Oct30WedOctober 30, 2019
It’s the last week of October and that means three things. First of all, the annual Men’s Retreat will be here in a few days! I’m very excited about the opportunity to relax and worship with the men that will gather from FMC and Morton UMC. Secondly, the end of October means that Daylight Savings will be coming soon and our evenings will begin to be much darker. (I’m not very excited about that). And finally, the last day of October marks the 502nd anniversary of the beginning of the Protestant Reformation.

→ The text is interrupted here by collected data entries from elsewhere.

//! # Voice Transport Core - Main Application Entry Point
//!
//! Real-time audio transport for a voice assistant: peers stream PCM in over WebSocket, the
//! audio is framed and fed to an AI pipeline, and synthesized speech is paced back out.
//!
//! ## Key Rust Concepts Used:
//! - **async/await**: every connection runs as a handful of cooperative tokio tasks
//! - **modules**: one module per concern (mod statements below)
//! - **Result<T, E>**: startup failures propagate with `?` and end the process with a message
//! - **Arc**: the registry, error budget, breaker and degradation flags are shared by all workers
//!
//! ## Application Architecture:
//! - **config**: layered configuration (defaults, config.toml, environment)
//! - **state**: shared collaborators handed to handlers and socket actors
//! - **audio**: inbound buffering/framing and outbound playback pacing
//! - **connection**: connection registry and transport handle contract
//! - **resilience**: error budget, circuit breaker, graceful degradation
//! - **pipeline**: the AI pipeline seam and its echo implementation
//! - **stream**: per-connection task wiring
//! - **websocket**: the WebSocket peer transport
//! - **health** / **handlers**: HTTP endpoints
//! - **error**: error types and HTTP error responses

mod audio;
mod config;
mod connection;
mod error;
mod handlers;
mod health;
mod pipeline;
mod resilience;
mod state;
mod stream;
mod websocket;

use actix_cors::Cors;
use actix_web::{web, App, HttpServer};
use anyhow::Result;
use config::AppConfig;
use state::AppState;
use tracing::{error, info, warn};
use tracing_actix_web::TracingLogger;
use tracing_subscriber::{layer::SubscriberExt, util::SubscriberInitExt};

/// The main application entry point.
///
/// ## What this function does:
/// 1. **Loads configuration** from files and environment variables
/// 2. **Sets up logging**
/// 3. **Creates shared state** and starts the connection registry's background tasks
/// 4. **Serves HTTP and WebSocket** routes
/// 5. **Shuts down gracefully** on SIGINT/SIGTERM, closing every peer connection
#[actix_web::main]
async fn main() -> Result<()> {
    dotenv::dotenv().ok();

    init_tracing()?;

    let config = AppConfig::load()?;
    config.validate()?;

    info!("Starting voice-transport-core v{}", env!("CARGO_PKG_VERSION"));
    info!(
        max_connections = config.connections.max_connections,
        pipeline = %config.pipeline.mode,
        "Configuration loaded: {}:{}",
        config.server.host,
        config.server.port
    );

    let app_state = AppState::new(config.clone())?;
    app_state.registry.start();
    let registry = app_state.registry.clone();

    let bind_addr = format!("{}:{}", config.server.host, config.server.port);
    info!("Starting HTTP server on {}", bind_addr);

    let server = HttpServer::new(move || {
        let cors = Cors::default()
            .allow_any_origin()
            .allow_any_method()
            .allow_any_header()
            .max_age(3600);

        App::new()
            .app_data(web::Data::new(app_state.clone()))
            .wrap(cors)
            .wrap(TracingLogger::default())
            .service(
                web::scope("/api/v1")
                    .route("/health", web::get().to(health::health_check))
                    .route("/status", web::get().to(handlers::get_status))
                    .route("/config", web::get().to(handlers::get_config))
                    .route("/config", web::put().to(handlers::update_config)),
            )
            .route("/health", web::get().to(health::health_check))
            .route("/ws/audio", web::get().to(websocket::audio_websocket))
    })
    .disable_signals()
    .bind(&bind_addr)?
    .run();

    let server_handle = server.handle();
    let server_task = tokio::spawn(server);

    tokio::select! {
        result = server_task => {
            match result {
                Ok(Ok(())) => {}
                Ok(Err(e)) => error!("Server error: {}", e),
                Err(e) => error!("Server task error: {}", e),
            }
        }
        _ = shutdown_signal() => {
            info!("Shutdown signal received, stopping server...");
            server_handle.stop(true).await;
        }
    }

    registry.stop();
    info!("Server stopped gracefully");
    Ok(())
}

/// Initialize the tracing (logging) system.
///
/// ## Environment Variables:
/// - `RUST_LOG`: overrides the filter, e.g. `voice_transport_core=trace`
/// - If not set, defaults to `voice_transport_core=debug,actix_web=info`
fn init_tracing() -> Result<()> {
    tracing_subscriber::registry()
        .with(
            tracing_subscriber::EnvFilter::try_from_default_env()
                .unwrap_or_else(|_| "voice_transport_core=debug,actix_web=info".into()),
        )
        .with(tracing_subscriber::fmt::layer())
        .try_init()?;

    Ok(())
}

/// Resolve when SIGINT (Ctrl+C) or SIGTERM arrives.
async fn shutdown_signal() {
    #[cfg(unix)]
    {
        use tokio::signal::unix::{signal, SignalKind};

        match signal(SignalKind::terminate()) {
            Ok(mut sigterm) => {
                tokio::select! {
                    _ = sigterm.recv() => info!("Received SIGTERM"),
                    _ = tokio::signal::ctrl_c() => info!("Received SIGINT"),
                }
                return;
            }
            Err(e) => warn!("Failed to install SIGTERM handler: {}", e),
        }
    }

    if let Err(e) = tokio::signal::ctrl_c().await {
        error!("Failed to listen for Ctrl+C: {}", e);
        std::future::pending::<()>().await;
    }
    info!("Received SIGINT");
}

However, I would guess that many people that you see this week will be focused on one thing – the celebration Halloween. Last week, Pastor Tom did a wonderful job writing about Halloween and I don’t want to reiterate what he’s already offered. Instead, I want to consider the topic of fear.
Fear is often referred to in one of two ways in the Scriptures. Sometimes fear is described in a positive sense. For example, “The fear of the LORD is the beginning of wisdom” (Proverbs 9:10). When used this way, it means that we ought to show ‘respect’ or ‘reverence’ towards God. Of course, fear is also described in its negative sense – referring to those emotions of terror, dread or uncertainty. We don’t need a special holiday to evoke fear because many of us are easily afraid of very ordinary things like snakes, spiders, heights, small spaces or public speaking!

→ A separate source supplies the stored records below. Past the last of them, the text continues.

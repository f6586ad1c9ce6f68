//! # Connection Registry
//!
//! Owns every live peer connection record and enforces the connection limits.
//!
//! ## Responsibilities:
//! - **Admission**: new connections beyond `max_connections` evict the oldest one
//! - **State tracking**: transitions arrive as [`ConnectionEvent`]s on a channel and are applied
//!   under one lock
//! - **Cleanup**: terminal states are removed after a grace delay, idle connections by a periodic
//!   sweep, and repeated ICE failures force removal
//!
//! ## Thread Safety:
//! The record map sits behind a single `Mutex`. Records leave the map under the lock and their
//! transports are closed after it is released, so whoever takes a record out is the only one to
//! close it.

use super::{ConnectionEvent, ConnectionMetadata, ConnectionState, TransportHandle};
use crate::config::ConnectionsConfig;
use chrono::{DateTime, Utc};
use serde::Serialize;
use std::collections::HashMap;
use std::sync::atomic::{AtomicU64, AtomicUsize, Ordering};
use std::sync::{Arc, Mutex, MutexGuard, RwLock, Weak};
use std::time::Duration;
use tokio::sync::mpsc;
use tokio::task::JoinHandle;
use tokio::time::{Instant, MissedTickBehavior};
use tracing::{debug, info, warn};
use uuid::Uuid;

/// Limits and timers used by the registry.
#[derive(Debug, Clone)]
pub struct RegistrySettings {
    pub max_connections: usize,
    pub idle_timeout: Duration,
    pub sweep_interval: Duration,
    pub terminal_grace: Duration,
    pub ice_failure_threshold: u32,
    pub event_channel_capacity: usize,
}

impl RegistrySettings {
    pub fn from_config(config: &ConnectionsConfig) -> Self {
        Self {
            max_connections: config.max_connections,
            idle_timeout: config.idle_timeout(),
            sweep_interval: config.sweep_interval(),
            terminal_grace: config.terminal_grace(),
            ice_failure_threshold: config.ice_failure_threshold,
            event_channel_capacity: config.event_channel_capacity,
        }
    }
}

struct ConnectionRecord {
    id: String,
    state: ConnectionState,
    /// Admission order, breaks ties between equal `created_at`
    seq: u64,
    created_at: Instant,
    created_wall: DateTime<Utc>,
    last_activity: Instant,
    error_count: u32,
    metadata: ConnectionMetadata,
    transport: Arc<dyn TransportHandle>,
}

impl ConnectionRecord {
    fn info(&self) -> ConnectionInfo {
        ConnectionInfo {
            id: self.id.clone(),
            state: self.state,
            created_at: self.created_wall,
            idle_seconds: self.last_activity.elapsed().as_secs_f64(),
            error_count: self.error_count,
            metadata: self.metadata.clone(),
        }
    }
}

/// Point-in-time view of one connection.
#[derive(Debug, Clone, Serialize)]
pub struct ConnectionInfo {
    pub id: String,
    pub state: ConnectionState,
    pub created_at: DateTime<Utc>,
    pub idle_seconds: f64,
    pub error_count: u32,
    #[serde(flatten)]
    pub metadata: ConnectionMetadata,
}

pub struct ConnectionRegistry {
    connections: Mutex<HashMap<String, ConnectionRecord>>,
    max_connections: AtomicUsize,
    next_seq: AtomicU64,
    settings: RwLock<RegistrySettings>,
    events_tx: mpsc::Sender<ConnectionEvent>,
    events_rx: Mutex<Option<mpsc::Receiver<ConnectionEvent>>>,
    tasks: Mutex<Vec<JoinHandle<()>>>,
}

impl ConnectionRegistry {
    pub fn new(settings: RegistrySettings) -> Self {
        let (events_tx, events_rx) = mpsc::channel(settings.event_channel_capacity.max(1));
        Self {
            connections: Mutex::new(HashMap::new()),
            max_connections: AtomicUsize::new(settings.max_connections),
            next_seq: AtomicU64::new(0),
            settings: RwLock::new(settings),
            events_tx,
            events_rx: Mutex::new(Some(events_rx)),
            tasks: Mutex::new(Vec::new()),
        }
    }

    pub fn from_config(config: &ConnectionsConfig) -> Self {
        Self::new(RegistrySettings::from_config(config))
    }

    fn lock(&self) -> MutexGuard<'_, HashMap<String, ConnectionRecord>> {
        self.connections.lock().unwrap_or_else(|poisoned| poisoned.into_inner())
    }

    fn current_settings(&self) -> RegistrySettings {
        self.settings
            .read()
            .unwrap_or_else(|poisoned| poisoned.into_inner())
            .clone()
    }

    /// Sender transports use to report state changes, ICE failures and activity.
    pub fn events(&self) -> mpsc::Sender<ConnectionEvent> {
        self.events_tx.clone()
    }

    /// Register a new connection and return its id.
    ///
    /// ## Admission:
    /// While the registry is at or above `max_connections`, the oldest connection (by creation
    /// time) is evicted and its transport closed. Normally that is exactly one; after the limit
    /// was lowered at runtime it may be several.
    pub fn admit(&self, transport: Arc<dyn TransportHandle>, metadata: ConnectionMetadata) -> String {
        let id = Uuid::new_v4().to_string();
        let now = Instant::now();
        let peer = transport.peer();
        let record = ConnectionRecord {
            id: id.clone(),
            state: ConnectionState::Connecting,
            seq: self.next_seq.fetch_add(1, Ordering::SeqCst),
            created_at: now,
            created_wall: Utc::now(),
            last_activity: now,
            error_count: 0,
            metadata,
            transport,
        };

        let (evicted, total) = {
            let mut connections = self.lock();
            let max = self.max_connections.load(Ordering::SeqCst);
            let mut evicted = Vec::new();
            while !connections.is_empty() && connections.len() >= max {
                let oldest = connections
                    .values()
                    .min_by_key(|record| (record.created_at, record.seq))
                    .map(|record| record.id.clone());
                match oldest.and_then(|oldest| connections.remove(&oldest)) {
                    Some(record) => evicted.push(record),
                    None => break,
                }
            }
            connections.insert(id.clone(), record);
            (evicted, connections.len())
        };

        for record in evicted {
            warn!(
                connection_id = %record.id,
                max_connections = self.max_connections(),
                "Connection limit reached, evicting oldest connection"
            );
            record.transport.close();
        }

        info!(connection_id = %id, peer = ?peer, total_connections = total, "Connection admitted");
        id
    }

    /// Apply a state change. Returns `false` for unknown ids.
    ///
    /// Entering a terminal state schedules removal after the grace delay.
    pub fn transition(self: &Arc<Self>, id: &str, new_state: ConnectionState) -> bool {
        let previous = {
            let mut connections = self.lock();
            let Some(record) = connections.get_mut(id) else {
                debug!(connection_id = %id, state = %new_state, "State change for unknown connection");
                return false;
            };
            let previous = record.state;
            record.state = new_state;
            record.last_activity = Instant::now();
            previous
        };

        info!(connection_id = %id, from = %previous, to = %new_state, "Connection state changed");

        if new_state.is_terminal() && !previous.is_terminal() {
            self.schedule_removal(id.to_string());
        }
        true
    }

    fn schedule_removal(self: &Arc<Self>, id: String) {
        let registry: Weak<Self> = Arc::downgrade(self);
        let grace = self.current_settings().terminal_grace;
        tokio::spawn(async move {
            tokio::time::sleep(grace).await;
            if let Some(registry) = registry.upgrade() {
                registry.remove_if_terminal(&id);
            }
        });
    }

    fn remove_if_terminal(&self, id: &str) -> bool {
        let record = {
            let mut connections = self.lock();
            match connections.get(id) {
                Some(record) if record.state.is_terminal() => connections.remove(id),
                _ => None,
            }
        };
        match record {
            Some(record) => {
                record.transport.close();
                info!(connection_id = %id, state = %record.state, "Removed connection after terminal state");
                true
            }
            None => false,
        }
    }

    /// Apply one transport event.
    pub fn handle_event(self: &Arc<Self>, event: ConnectionEvent) {
        match event {
            ConnectionEvent::StateChanged { id, state } => {
                self.transition(&id, state);
            }
            ConnectionEvent::IceFailed { id } => {
                self.record_ice_failure(&id);
            }
            ConnectionEvent::Activity { id } => {
                self.touch(&id);
            }
        }
    }

    /// Count an ICE-layer failure. Returns `true` if it forced the connection out.
    pub fn record_ice_failure(&self, id: &str) -> bool {
        let threshold = self.current_settings().ice_failure_threshold;
        let error_count = {
            let mut connections = self.lock();
            let Some(record) = connections.get_mut(id) else {
                return false;
            };
            record.error_count += 1;
            record.error_count
        };

        warn!(
            connection_id = %id,
            error_count,
            threshold,
            "ICE failure on connection"
        );

        if error_count >= threshold {
            warn!(connection_id = %id, "Too many ICE failures, removing connection");
            return self.remove(id);
        }
        false
    }

    /// Refresh `last_activity` without changing state.
    pub fn touch(&self, id: &str) -> bool {
        match self.lock().get_mut(id) {
            Some(record) => {
                record.last_activity = Instant::now();
                true
            }
            None => false,
        }
    }

    /// Close and forget a connection. Idempotent: only the first call returns `true`.
    pub fn remove(&self, id: &str) -> bool {
        let record = self.lock().remove(id);
        match record {
            Some(record) => {
                record.transport.close();
                info!(connection_id = %id, state = %record.state, "Connection removed");
                true
            }
            None => false,
        }
    }

    /// Remove every connection idle for longer than the timeout. Returns how many were reaped.
    pub fn sweep_idle(&self) -> usize {
        let timeout = self.current_settings().idle_timeout;
        let stale: Vec<ConnectionRecord> = {
            let mut connections = self.lock();
            let ids: Vec<String> = connections
                .values()
                .filter(|record| record.last_activity.elapsed() > timeout)
                .map(|record| record.id.clone())
                .collect();
            ids.iter().filter_map(|id| connections.remove(id)).collect()
        };

        for record in &stale {
            info!(
                connection_id = %record.id,
                idle_seconds = record.last_activity.elapsed().as_secs(),
                "Reaping idle connection"
            );
            record.transport.close();
        }
        stale.len()
    }

    pub fn get(&self, id: &str) -> Option<ConnectionInfo> {
        self.lock().get(id).map(ConnectionRecord::info)
    }

    /// Connections currently in the `Connected` state, oldest first.
    pub fn active_connections(&self) -> Vec<ConnectionInfo> {
        let connections = self.lock();
        let mut active: Vec<&ConnectionRecord> = connections
            .values()
            .filter(|record| record.state == ConnectionState::Connected)
            .collect();
        active.sort_by_key(|record| (record.created_at, record.seq));
        active.into_iter().map(ConnectionRecord::info).collect()
    }

    pub fn connection_count(&self) -> usize {
        self.lock().len()
    }

    pub fn active_connection_count(&self) -> usize {
        self.lock()
            .values()
            .filter(|record| record.state == ConnectionState::Connected)
            .count()
    }

    pub fn max_connections(&self) -> usize {
        self.max_connections.load(Ordering::SeqCst)
    }

    /// Change the admission ceiling. Existing connections are only evicted by later admissions.
    pub fn set_max_connections(&self, max_connections: usize) {
        let previous = self.max_connections.swap(max_connections, Ordering::SeqCst);
        if previous != max_connections {
            info!(from = previous, to = max_connections, "Max connections updated");
        }
    }

    /// Apply new limits to a running registry.
    ///
    /// The idle timeout, terminal grace and ICE threshold are read on every use, so they apply
    /// to the next sweep, removal or failure. The sweep interval and event channel are fixed once
    /// the registry is started.
    pub fn update_settings(&self, config: &ConnectionsConfig) {
        {
            let mut settings = self.settings.write().unwrap_or_else(|poisoned| poisoned.into_inner());
            settings.idle_timeout = config.idle_timeout();
            settings.terminal_grace = config.terminal_grace();
            settings.ice_failure_threshold = config.ice_failure_threshold;
        }
        self.set_max_connections(config.max_connections);
    }

    /// Spawn the idle sweep and the event loop. Calling it again is a no-op.
    pub fn start(self: &Arc<Self>) {
        let mut tasks = self.tasks.lock().unwrap_or_else(|poisoned| poisoned.into_inner());
        if !tasks.is_empty() {
            return;
        }

        let settings = self.current_settings();
        let period = settings.sweep_interval.max(Duration::from_millis(1));
        let registry = Arc::downgrade(self);
        tasks.push(tokio::spawn(async move {
            let mut ticker = tokio::time::interval_at(Instant::now() + period, period);
            ticker.set_missed_tick_behavior(MissedTickBehavior::Delay);
            loop {
                ticker.tick().await;
                let Some(registry) = registry.upgrade() else {
                    break;
                };
                let reaped = registry.sweep_idle();
                if reaped > 0 {
                    info!(reaped, remaining = registry.connection_count(), "Idle sweep finished");
                }
            }
        }));

        let receiver = self
            .events_rx
            .lock()
            .unwrap_or_else(|poisoned| poisoned.into_inner())
            .take();
        if let Some(mut receiver) = receiver {
            let registry = Arc::downgrade(self);
            tasks.push(tokio::spawn(async move {
                while let Some(event) = receiver.recv().await {
                    let Some(registry) = registry.upgrade() else {
                        break;
                    };
                    registry.handle_event(event);
                }
            }));
        }

        info!(
            max_connections = self.max_connections(),
            idle_timeout_secs = settings.idle_timeout.as_secs(),
            "Connection registry started"
        );
    }

    /// Cancel background tasks and close every connection.
    pub fn stop(&self) {
        let tasks: Vec<JoinHandle<()>> = self
            .tasks
            .lock()
            .unwrap_or_else(|poisoned| poisoned.into_inner())
            .drain(..)
            .collect();
        for task in &tasks {
            task.abort();
        }

        let records: Vec<ConnectionRecord> = self.lock().drain().map(|(_, record)| record).collect();
        for record in &records {
            record.transport.close();
        }
        info!(closed = records.len(), "Connection registry stopped");
    }
}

The only remedy for fear, according to God’s Word, is love. “There is no fear in love, but perfect love casts out fear” (1 John 4:18a). If we love and properly respect the view from a cliff, for example, then the fear of heights minimizes. If we love and cautiously respect a Brown Recluse Spider, then we may not cry out when one crawls out from under a pile of dead leaves in the front yard. If we love and genuinely respect people who are different from us, then we won’t avoid eye contact with neighbors, coworkers or beggars on the street. If we love and authentically respect other Christians, then we won’t fear their disapproval or seek their praise. We will simply love.

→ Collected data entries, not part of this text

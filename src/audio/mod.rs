//! # Audio Transport
//!
//! Moves PCM audio between the peer connection and the AI pipeline.
//!
//! ## Key Components:
//! - **Buffer**: bounded FIFO of inbound bytes with oldest-drop eviction
//! - **Processor**: slices buffered bytes into fixed-size frames for the pipeline
//! - **Playback**: paces synthesized audio back to the peer, filling gaps with silence
//!
//! ## Audio Format:
//! - **Inbound**: 16-bit little-endian PCM, 16 kHz mono by default, 20 ms frames
//! - **Outbound**: 16-bit little-endian PCM, 24 kHz mono by default, 20 ms cadence

pub mod buffer;
pub mod playback;
pub mod processor;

1 John 3:16 reminds us that real love begins by understanding what Jesus did for us on the cross. He gives us our definition. Since Jesus laid down his life for us, our ‘loving’ posture towards others must be one of self-giving sacrifice. For disciples of Jesus, love is commanded for us to show. Who are these ‘others’ that we are commanded to love? Well…everyone! Christians, atheists, neighbors, enemies, the kid who rings your doorbell on Thursday night, etc.
First Corinthians, chapter 13 also helps us understand what this looks like practically. “Love is patient and kind. Love does not envy or boast. Love is not arrogant or rude. Love does not insist on its own way. Love is not irritable and does not keep track of wrongs. Love does not rejoice in evil, but rejoices in the truth” (13:4-6). Love that is securely anchored “endures all things (v7)” and, within the local church, “maintains the unity of the Spirit” (Eph 4:3). Love is a fruit of God’s spirit that is distinctly beautiful and incredibly powerful in every setting (including neighborhoods and congregations).
As our surrounding culture embraces fear this week, would you join me in recommitting yourself to that which casts it out? I’m fairly certain that our world doesn’t need more things, people or events which generate fear. Let’s show the opposite. Let’s do the spiritual work of casting out fear with genuine, Christ-centered love.